Google’s big news this Fall is that it has released a new search algorithm, Hummingbird. Hummingbird is Google’s largest search engine update since 2001, and the company says it’s designed to move faster and give more precise query results. Google has updated its algorithms before with Penguin and Panda, but Hummingbird is a complete overhaul of its search algorithm. Google gave the release a lot of fanfare, but what does it mean for businesses marketing their websites online?
First, a little bit of background about Hummingbird and how it works: Hummingbird accommodates “conversational searches,” which means it focuses on user intent and not individual search terms. This reflects the changing way people are using online search engines. Web searches are using keywords less frequently and are becoming longer and more specific — which means it was time for Google’s algorithm to start answering questions, not responding to keywords. Another feature of Hummingbird is that it displays content on the search pages. More on how that could impact businesses in a minute.
So what does this mean for businesses that want searchers to find them online? The good news is that you don’t need to worry about a complete search engine optimization (SEO) overhaul. Google’s official line is that SEO publishers don’t need to do anything differently, and most tech experts agree. If you’re already keeping on top of your content, updating it regularly and making sure it resonates with potential customers, Hummingbird won’t change a thing.
However, because Hummingbird focuses more on the meaning behind the words in a search query, businesses should think about how their content can reach a number of search criteria. For instance, if someone types in “best place to buy office furniture,” do they want reviews, or deals, or quality comparison? Content that applies to as many meanings as possible will do better under the new Hummingbird algorithm.
In a recent Business News Daily piece about Hummingbird’s impact on businesses, Sara Angeles points out that Google’s new ability to display search content on search pages is not a bonus for businesses.

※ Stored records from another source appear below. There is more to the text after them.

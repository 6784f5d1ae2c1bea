//! Lockless MPMC ring buffer bridging the audio I/O threads and the modem thread.
//!
//! Protocol mirrors a fixed-size lockless ring buffer design: two pairs of
//! free-running cursors (`whead`/`wtail` for writers, `rhead`/`rtail` for
//! readers), a CAS loop to reserve a contiguous region before copying into
//! it, and a `finish` step that waits for earlier reservations to commit
//! before publishing the new cursor. Single-writer and single-reader usage
//! can skip the CAS loop and publish the cursor directly.

use crate::{CoreError, Result};
use std::cell::UnsafeCell;
use std::sync::atomic::{AtomicUsize, Ordering};

bitflags::bitflags! {
    /// Concurrency hints matching the original ring buffer's optimization flags.
    #[derive(Clone, Copy, Debug, Default, PartialEq, Eq)]
    pub struct RingFlags: u32 {
        /// Only one thread ever calls `read_begin`/`read_finish`.
        const ONE_READER = 0x1;
        /// Only one thread ever calls `write_begin`/`write_finish`.
        const ONE_WRITER = 0x2;
    }
}

/// Opaque reservation handle returned by `write_begin`/`read_begin` and
/// consumed by the matching `*_finish` call.
#[derive(Clone, Copy, Debug)]
pub struct RingHead {
    old: usize,
    new: usize,
}

struct Slot<T>(UnsafeCell<T>);

// SAFETY: access to each `Slot` is serialized by the ring's cursor protocol:
// a slot is only touched by the writer that reserved it (until `write_finish`
// publishes `wtail`) and then only by the reader that subsequently reserves
// the same region (after `rhead` passes it). No two threads ever hold a
// reservation over the same slot at the same time.
unsafe impl<T: Send> Sync for Slot<T> {}

/// Fixed-capacity lockless ring buffer of `T`, safe for one writer and one
/// reader thread operating concurrently (the only configuration the modem
/// pipeline needs: the audio callback writes, the modem thread reads, and
/// vice versa on the transmit side).
pub struct Ring<T> {
    data: Box<[Slot<T>]>,
    mask: usize,
    flags: RingFlags,
    whead: AtomicUsize,
    wtail: AtomicUsize,
    rhead: AtomicUsize,
    rtail: AtomicUsize,
}

impl<T: Copy + Default> Ring<T> {
    /// Allocate a ring with at least `capacity` slots, rounded up to the
    /// next power of two.
    pub fn new(capacity: usize, flags: RingFlags) -> Result<Self> {
        if capacity == 0 {
            return Err(CoreError::RingError {
                msg: "ring capacity must be greater than 0".to_string(),
            });
        }
        let cap = capacity.next_power_of_two();
        let mut data = Vec::with_capacity(cap);
        data.resize_with(cap, || Slot(UnsafeCell::new(T::default())));

        Ok(Self {
            data: data.into_boxed_slice(),
            mask: cap - 1,
            flags,
            whead: AtomicUsize::new(0),
            wtail: AtomicUsize::new(0),
            rhead: AtomicUsize::new(0),
            rtail: AtomicUsize::new(0),
        })
    }

    pub fn capacity(&self) -> usize {
        self.mask + 1
    }

    /// Number of slots currently holding committed, unread data.
    pub fn len(&self) -> usize {
        self.wtail.load(Ordering::Acquire) - self.rtail.load(Ordering::Acquire)
    }

    pub fn is_empty(&self) -> bool {
        self.len() == 0
    }

    pub fn reset(&self) {
        self.whead.store(0, Ordering::Relaxed);
        self.wtail.store(0, Ordering::Relaxed);
        self.rhead.store(0, Ordering::Relaxed);
        self.rtail.store(0, Ordering::Relaxed);
    }

    /// Reserve up to `n` contiguous slots for writing. Returns the handle to
    /// pass to `write_finish` along with the number of slots actually
    /// reserved (0 if the ring is full).
    fn write_begin(&self, n: usize) -> (RingHead, usize) {
        loop {
            let old = self.whead.load(Ordering::Relaxed);
            std::sync::atomic::fence(Ordering::Acquire);
            let rtail = self.rtail.load(Ordering::Relaxed);
            let free = self.capacity() + rtail - old;
            if free == 0 {
                return (RingHead { old, new: old }, 0);
            }

            let i = old & self.mask;
            let mut nc = n.min(free);
            if i + nc > self.capacity() {
                nc = self.capacity() - i;
            }
            let new = old + nc;

            if self.flags.contains(RingFlags::ONE_WRITER) {
                self.whead.store(new, Ordering::Relaxed);
                return (RingHead { old, new }, nc);
            }
            if self
                .whead
                .compare_exchange(old, new, Ordering::Relaxed, Ordering::Relaxed)
                .is_ok()
            {
                return (RingHead { old, new }, nc);
            }
        }
    }

    fn write_finish(&self, wh: RingHead) {
        if !self.flags.contains(RingFlags::ONE_WRITER) {
            while self.wtail.load(Ordering::Relaxed) != wh.old {
                std::hint::spin_loop();
            }
        }
        std::sync::atomic::fence(Ordering::Release);
        self.wtail.store(wh.new, Ordering::Relaxed);
    }

    /// Copy as many samples from `src` as fit in one contiguous free region.
    /// Returns the number of samples written; a short write means the caller
    /// should retry with the remainder (the region may have wrapped).
    pub fn write(&self, src: &[T]) -> usize {
        if src.is_empty() {
            return 0;
        }
        let (wh, n) = self.write_begin(src.len());
        if n == 0 {
            return 0;
        }
        let start = wh.old & self.mask;
        for (offset, value) in src[..n].iter().enumerate() {
            let slot = &self.data[(start + offset) & self.mask];
            unsafe { *slot.0.get() = *value };
        }
        self.write_finish(wh);
        n
    }

    /// Write the entire slice, looping over `write` until every sample is
    /// committed or the ring cannot make further progress (full).
    pub fn write_all(&self, src: &[T]) -> usize {
        let mut total = 0;
        while total < src.len() {
            let n = self.write(&src[total..]);
            if n == 0 {
                break;
            }
            total += n;
        }
        total
    }

    fn read_begin(&self, n: usize) -> (RingHead, usize) {
        loop {
            let old = self.rhead.load(Ordering::Relaxed);
            std::sync::atomic::fence(Ordering::Acquire);
            let wtail = self.wtail.load(Ordering::Relaxed);
            let used = wtail - old;
            if used == 0 {
                return (RingHead { old, new: old }, 0);
            }

            let i = old & self.mask;
            let mut nc = n.min(used);
            if i + nc > self.capacity() {
                nc = self.capacity() - i;
            }
            let new = old + nc;

            if self.flags.contains(RingFlags::ONE_READER) {
                self.rhead.store(new, Ordering::Relaxed);
                std::sync::atomic::fence(Ordering::Acquire);
                return (RingHead { old, new }, nc);
            }
            if self
                .rhead
                .compare_exchange(old, new, Ordering::Relaxed, Ordering::Relaxed)
                .is_ok()
            {
                return (RingHead { old, new }, nc);
            }
        }
    }

    fn read_finish(&self, rh: RingHead) {
        if !self.flags.contains(RingFlags::ONE_READER) {
            while self.rtail.load(Ordering::Relaxed) != rh.old {
                std::hint::spin_loop();
            }
        }
        self.rtail.store(rh.new, Ordering::Release);
    }

    /// Copy as many samples into `dst` as are available in one contiguous
    /// committed region. Returns the number of samples read.
    pub fn read(&self, dst: &mut [T]) -> usize {
        if dst.is_empty() {
            return 0;
        }
        let (rh, n) = self.read_begin(dst.len());
        if n == 0 {
            return 0;
        }
        let start = rh.old & self.mask;
        for (offset, slot_out) in dst[..n].iter_mut().enumerate() {
            let slot = &self.data[(start + offset) & self.mask];
            *slot_out = unsafe { *slot.0.get() };
        }
        self.read_finish(rh);
        n
    }

    /// Read until `dst` is full or the ring runs dry.
    pub fn read_all(&self, dst: &mut [T]) -> usize {
        let mut total = 0;
        while total < dst.len() {
            let n = self.read(&mut dst[total..]);
            if n == 0 {
                break;
            }
            total += n;
        }
        total
    }

    /// Discard all currently committed data without examining it.
    pub fn discard(&self) -> usize {
        let mut scratch = vec![T::default(); self.capacity()];
        self.read(&mut scratch)
    }
}

// SAFETY: `Ring` serializes access to its slots via the atomic cursors above.
unsafe impl<T: Send> Send for Ring<T> {}
unsafe impl<T: Send> Sync for Ring<T> {}

#[cfg(test)]
mod tests {
    use super::*;

    #[test]
    fn single_threaded_round_trip() {
        let ring: Ring<f64> = Ring::new(8, RingFlags::ONE_WRITER | RingFlags::ONE_READER).unwrap();
        assert_eq!(ring.capacity(), 8);

        let written = ring.write(&[1.0, 2.0, 3.0]);
        assert_eq!(written, 3);
        assert_eq!(ring.len(), 3);

        let mut out = [0.0; 3];
        let read = ring.read(&mut out);
        assert_eq!(read, 3);
        assert_eq!(out, [1.0, 2.0, 3.0]);
        assert!(ring.is_empty());
    }

    #[test]
    fn write_wraps_around() {
        let ring: Ring<i32> = Ring::new(4, RingFlags::ONE_WRITER | RingFlags::ONE_READER).unwrap();
        assert_eq!(ring.write_all(&[1, 2, 3]), 3);
        let mut out = [0; 2];
        assert_eq!(ring.read(&mut out), 2);
        assert_eq!(out, [1, 2]);

        // Now whead/rtail have advanced; writing again should wrap.
        assert_eq!(ring.write_all(&[4, 5, 6]), 3);
        let mut out = [0; 4];
        assert_eq!(ring.read_all(&mut out), 4);
        assert_eq!(out, [3, 4, 5, 6]);
    }

    #[test]
    fn full_ring_rejects_write() {
        let ring: Ring<u8> = Ring::new(4, RingFlags::ONE_WRITER | RingFlags::ONE_READER).unwrap();
        assert_eq!(ring.write_all(&[1, 2, 3, 4]), 4);
        assert_eq!(ring.write(&[5]), 0);
    }

    #[test]
    fn empty_ring_rejects_read() {
        let ring: Ring<u8> = Ring::new(4, RingFlags::ONE_WRITER | RingFlags::ONE_READER).unwrap();
        let mut out = [0u8; 1];
        assert_eq!(ring.read(&mut out), 0);
    }

    #[test]
    fn mpmc_threaded_transfer() {
        use std::sync::Arc;
        use std::thread;

        let ring: Arc<Ring<u32>> = Arc::new(Ring::new(16, RingFlags::empty()).unwrap());
        let total = 4000u32;

        let producers: Vec<_> = (0..4)
            .map(|p| {
                let ring = Arc::clone(&ring);
                thread::spawn(move || {
                    for i in 0..(total / 4) {
                        let v = p * (total / 4) + i;
                        loop {
                            if ring.write(&[v]) == 1 {
                                break;
                            }
                            std::hint::spin_loop();
                        }
                    }
                })
            })
            .collect();

        let ring_reader = Arc::clone(&ring);
        let reader = thread::spawn(move || {
            let mut received = Vec::with_capacity(total as usize);
            let mut buf = [0u32; 1];
            while received.len() < total as usize {
                if ring_reader.read(&mut buf) == 1 {
                    received.push(buf[0]);
                }
            }
            received
        });

        for p in producers {
            p.join().unwrap();
        }
        let mut received = reader.join().unwrap();
        received.sort_unstable();
        let expected: Vec<u32> = (0..total).collect();
        assert_eq!(received, expected);
    }

    /// Single-writer/single-reader usage is linearizable: draining a ring
    /// right after writing some values always yields exactly those values,
    /// in order, no matter the capacity or how the write is chunked.
    #[quickcheck_macros::quickcheck]
    fn single_threaded_writes_read_back_in_order(values: Vec<u8>, capacity_hint: u8) -> bool {
        if values.len() > 4096 {
            return true;
        }
        let capacity = (capacity_hint as usize).max(1);
        let Ok(ring) = Ring::<u8>::new(capacity, RingFlags::ONE_WRITER | RingFlags::ONE_READER) else {
            return false;
        };

        let mut written = 0;
        while written < values.len() {
            let n = ring.write_all(&values[written..]);
            if n == 0 {
                break;
            }
            written += n;
            let mut out = vec![0u8; n];
            if ring.read_all(&mut out) != n {
                return false;
            }
            if out != values[written - n..written] {
                return false;
            }
        }
        true
    }
}
//! Quasi-cyclic LDPC encoding and decoding
//!
//! The production parity-check tables (one set per supported rate, keyed by
//! K) are opaque data external to this crate; `QcTables` only fixes their
//! shape. Callers supply tables matching their chosen (N, K); tests and the
//! CLI self-test modes use [`QcTables::single_parity_check`] as a small,
//! synthetically-valid stand-in.

use crate::{FrameError, Result};

/// Which decoding algorithm to run.
#[derive(Debug, Clone, Copy, PartialEq, Eq)]
pub enum DecodeAlgorithm {
    /// Gradient bit-flipping: fast, degrades at low SNR.
    Gbf,
    /// Sum-product (log-domain min-sum, layered schedule).
    Spa,
}

/// Parity-check and encoder tables for one (N, K) quasi-cyclic code.
///
/// `check_neighbors[c]` lists the variable-node indices incident to check
/// `c` (padded to a common width with `-1`). `var_neighbors[v]` is the dual:
/// the check-node indices incident to variable `v`. `enc_indices[i]` lists
/// the indices (into the length-N codeword, systematic bits and
/// already-computed parity bits) that are XORed to produce parity bit `K+i`.
#[derive(Debug, Clone)]
pub struct QcTables {
    pub n: usize,
    pub k: usize,
    pub check_neighbors: Vec<Vec<i32>>,
    pub var_neighbors: Vec<Vec<i32>>,
    pub enc_indices: Vec<Vec<i32>>,
}

impl QcTables {
    pub fn p(&self) -> usize {
        self.n - self.k
    }

    fn validate(&self) -> Result<()> {
        if self.k >= self.n {
            return Err(FrameError::InvalidFecParameters {
                msg: format!("K must be less than N (K={}, N={})", self.k, self.n),
            });
        }
        if self.check_neighbors.len() != self.p() {
            return Err(FrameError::InvalidFecParameters {
                msg: "check_neighbors row count must equal P = N - K".to_string(),
            });
        }
        if self.var_neighbors.len() != self.n {
            return Err(FrameError::InvalidFecParameters {
                msg: "var_neighbors row count must equal N".to_string(),
            });
        }
        if self.enc_indices.len() != self.p() {
            return Err(FrameError::InvalidFecParameters {
                msg: "enc_indices row count must equal P = N - K".to_string(),
            });
        }
        Ok(())
    }

    /// Build a small single-parity-check-per-bit-group code: splits the
    /// systematic bits into P groups, one parity bit XORs each group.
    /// Not a real LDPC design, but it is a valid, self-consistent QC-style
    /// table usable for exercising the encode/decode machinery in tests and
    /// the CLI's `TX_TEST`/`RX_TEST` self-check.
    pub fn single_parity_check(k: usize, p: usize) -> Result<Self> {
        if p == 0 || k == 0 {
            return Err(FrameError::InvalidFecParameters {
                msg: "K and P must both be greater than 0".to_string(),
            });
        }
        let n = k + p;
        let group = k.div_ceil(p);

        let mut enc_indices = vec![Vec::new(); p];
        let mut check_neighbors = vec![Vec::new(); p];
        let mut var_neighbors = vec![Vec::new(); n];

        for (i, enc_row) in enc_indices.iter_mut().enumerate() {
            let start = i * group;
            let end = (start + group).min(k);
            for v in start..end {
                enc_row.push(v as i32);
                check_neighbors[i].push(v as i32);
                var_neighbors[v].push(i as i32);
            }
            // Each parity bit also participates in its own check (it is
            // defined as the XOR of the group, so the check on row i also
            // includes the parity bit itself).
            check_neighbors[i].push((k + i) as i32);
            var_neighbors[k + i].push(i as i32);
        }

        let tables = Self {
            n,
            k,
            check_neighbors,
            var_neighbors,
            enc_indices,
        };
        tables.validate()?;
        Ok(tables)
    }
}

/// Encode: systematic bits copied verbatim, then parity-accumulate the P
/// parity bits per `enc_indices`.
pub fn encode(tables: &QcTables, data: &[u8]) -> Result<Vec<u8>> {
    tables.validate()?;
    if data.len() != tables.k {
        return Err(FrameError::SizeMismatch {
            expected: tables.k,
            actual: data.len(),
        });
    }

    let mut encoded = vec![0u8; tables.n];
    encoded[..tables.k].copy_from_slice(data);

    for (i, row) in tables.enc_indices.iter().enumerate() {
        let mut bit = 0u8;
        for &idx in row {
            if idx >= 0 {
                bit ^= encoded[idx as usize];
            }
        }
        encoded[tables.k + i] = bit;
    }

    Ok(encoded)
}

fn syndrome(tables: &QcTables, bits: &[u8]) -> Vec<u8> {
    tables
        .check_neighbors
        .iter()
        .map(|row| {
            row.iter()
                .filter(|&&idx| idx >= 0)
                .fold(0u8, |acc, &idx| acc ^ bits[idx as usize])
        })
        .collect()
}

/// Gradient bit-flipping decoder. Returns the hard-decided codeword and the
/// number of iterations actually run.
pub fn decode_gbf(
    tables: &QcTables,
    llr: &[f64],
    max_iterations: usize,
    eta: f64,
) -> Result<(Vec<u8>, usize)> {
    tables.validate()?;
    if llr.len() != tables.n {
        return Err(FrameError::SizeMismatch {
            expected: tables.n,
            actual: llr.len(),
        });
    }

    let mut bits: Vec<u8> = llr.iter().map(|&l| if l >= 0.0 { 0 } else { 1 }).collect();

    let mut iterations = 0;
    for _ in 0..max_iterations {
        iterations += 1;
        let synd = syndrome(tables, &bits);
        if synd.iter().all(|&s| s == 0) {
            break;
        }

        let mut best_v = 0usize;
        let mut best_score = f64::NEG_INFINITY;
        for v in 0..tables.n {
            let violated = tables.var_neighbors[v]
                .iter()
                .filter(|&&c| c >= 0 && synd[c as usize] != 0)
                .count();
            let score = violated as f64 - eta * llr[v].abs();
            if score > best_score {
                best_score = score;
                best_v = v;
            }
        }
        if best_score <= 0.0 {
            break;
        }
        bits[best_v] ^= 1;
    }

    Ok((bits, iterations))
}

/// Sum-product (log-domain min-sum) decoder with a layered check-node
/// schedule. Returns the hard-decided codeword and iterations run.
pub fn decode_spa(
    tables: &QcTables,
    llr: &[f64],
    max_iterations: usize,
) -> Result<(Vec<u8>, usize)> {
    tables.validate()?;
    if llr.len() != tables.n {
        return Err(FrameError::SizeMismatch {
            expected: tables.n,
            actual: llr.len(),
        });
    }

    let p = tables.p();
    // R[c][slot] / Q[c][slot] indexed in lockstep with check_neighbors[c].
    let mut r: Vec<Vec<f64>> = tables.check_neighbors.iter().map(|row| vec![0.0; row.len()]).collect();
    let mut q: Vec<Vec<f64>> = tables
        .check_neighbors
        .iter()
        .map(|row| row.iter().map(|&idx| if idx >= 0 { llr[idx as usize] } else { 0.0 }).collect())
        .collect();

    let mut iterations = 0;
    let mut bits = vec![0u8; tables.n];

    for _ in 0..max_iterations {
        iterations += 1;

        // Check-node update: R[c->v] = (prod of signs) * min|Q| over other neighbors.
        for c in 0..p {
            let row = &tables.check_neighbors[c];
            let qs = &q[c];
            for (slot, &idx) in row.iter().enumerate() {
                if idx < 0 {
                    continue;
                }
                let mut sign = 1.0f64;
                let mut min_abs = f64::INFINITY;
                for (other_slot, &other_idx) in row.iter().enumerate() {
                    if other_slot == slot || other_idx < 0 {
                        continue;
                    }
                    let val = qs[other_slot];
                    sign *= val.signum_or_one();
                    min_abs = min_abs.min(val.abs());
                }
                r[c][slot] = sign * min_abs;
            }
        }

        // Variable-node update: Q[v->c] = LLR_init[v] + sum of R[c'->v] over other checks.
        let mut total_llr = llr.to_vec();
        for (c, row) in tables.check_neighbors.iter().enumerate() {
            for (slot, &idx) in row.iter().enumerate() {
                if idx >= 0 {
                    total_llr[idx as usize] += r[c][slot];
                }
            }
        }
        for (c, row) in tables.check_neighbors.iter().enumerate() {
            for (slot, &idx) in row.iter().enumerate() {
                if idx >= 0 {
                    q[c][slot] = total_llr[idx as usize] - r[c][slot];
                }
            }
        }

        for (v, total) in total_llr.iter().enumerate() {
            bits[v] = if *total >= 0.0 { 0 } else { 1 };
        }

        if syndrome(tables, &bits).iter().all(|&s| s == 0) {
            break;
        }
    }

    Ok((bits, iterations))
}

trait SignumOrOne {
    fn signum_or_one(self) -> f64;
}

impl SignumOrOne for f64 {
    fn signum_or_one(self) -> f64 {
        if self == 0.0 {
            1.0
        } else {
            self.signum()
        }
    }
}

#[cfg(test)]
mod tests {
    use super::*;

    fn tiny_tables() -> QcTables {
        QcTables::single_parity_check(8, 4).unwrap()
    }

    #[test]
    fn systematic_prefix_matches_input() {
        let tables = tiny_tables();
        let data = vec![1, 0, 1, 1, 0, 0, 1, 0];
        let codeword = encode(&tables, &data).unwrap();
        assert_eq!(&codeword[..tables.k], &data[..]);
    }

    #[test]
    fn codeword_has_zero_syndrome() {
        let tables = tiny_tables();
        let data = vec![1, 1, 0, 0, 1, 0, 1, 1];
        let codeword = encode(&tables, &data).unwrap();
        let synd = syndrome(&tables, &codeword);
        assert!(synd.iter().all(|&s| s == 0));
    }

    #[test]
    fn gbf_corrects_single_bit_flip() {
        let tables = tiny_tables();
        let data = vec![0, 1, 1, 0, 1, 0, 0, 1];
        let codeword = encode(&tables, &data).unwrap();

        let mut llr: Vec<f64> = codeword.iter().map(|&b| if b == 0 { 4.0 } else { -4.0 }).collect();
        llr[2] = -llr[2]; // flip confidence on bit 2 to simulate a channel error

        let (decoded, _iters) = decode_gbf(&tables, &llr, 50, 0.5).unwrap();
        assert_eq!(&decoded[..tables.k], &data[..]);
    }

    #[test]
    fn spa_corrects_single_bit_flip() {
        let tables = tiny_tables();
        let data = vec![1, 0, 0, 1, 1, 1, 0, 0];
        let codeword = encode(&tables, &data).unwrap();

        let mut llr: Vec<f64> = codeword.iter().map(|&b| if b == 0 { 5.0 } else { -5.0 }).collect();
        llr[5] = -llr[5];

        let (decoded, _iters) = decode_spa(&tables, &llr, 30).unwrap();
        assert_eq!(&decoded[..tables.k], &data[..]);
    }

    #[test]
    fn rejects_data_length_mismatch() {
        let tables = tiny_tables();
        let result = encode(&tables, &[0, 1, 0]);
        assert!(result.is_err());
    }

    /// Every codeword `encode` produces satisfies every parity check,
    /// regardless of the systematic payload.
    #[quickcheck_macros::quickcheck]
    fn every_codeword_has_zero_syndrome(bits: Vec<bool>) -> bool {
        let tables = tiny_tables();
        if bits.is_empty() {
            return true;
        }
        let data: Vec<u8> = (0..tables.k).map(|i| bits[i % bits.len()] as u8).collect();
        let Ok(codeword) = encode(&tables, &data) else {
            return false;
        };
        syndrome(&tables, &codeword).iter().all(|&s| s == 0)
    }
}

“With this feature, Google not only scrapes content from other websites to display information on search pages, but the process also promotes a Google-only user experience,” Angeles writes.
There’s not much businesses can do about that, aside from finding a way to make it worthwhile for searchers to go to their site.
The bottom line is that Hummingbird will not tank your website’s ranking, but it may present a good opportunity to freshen up content.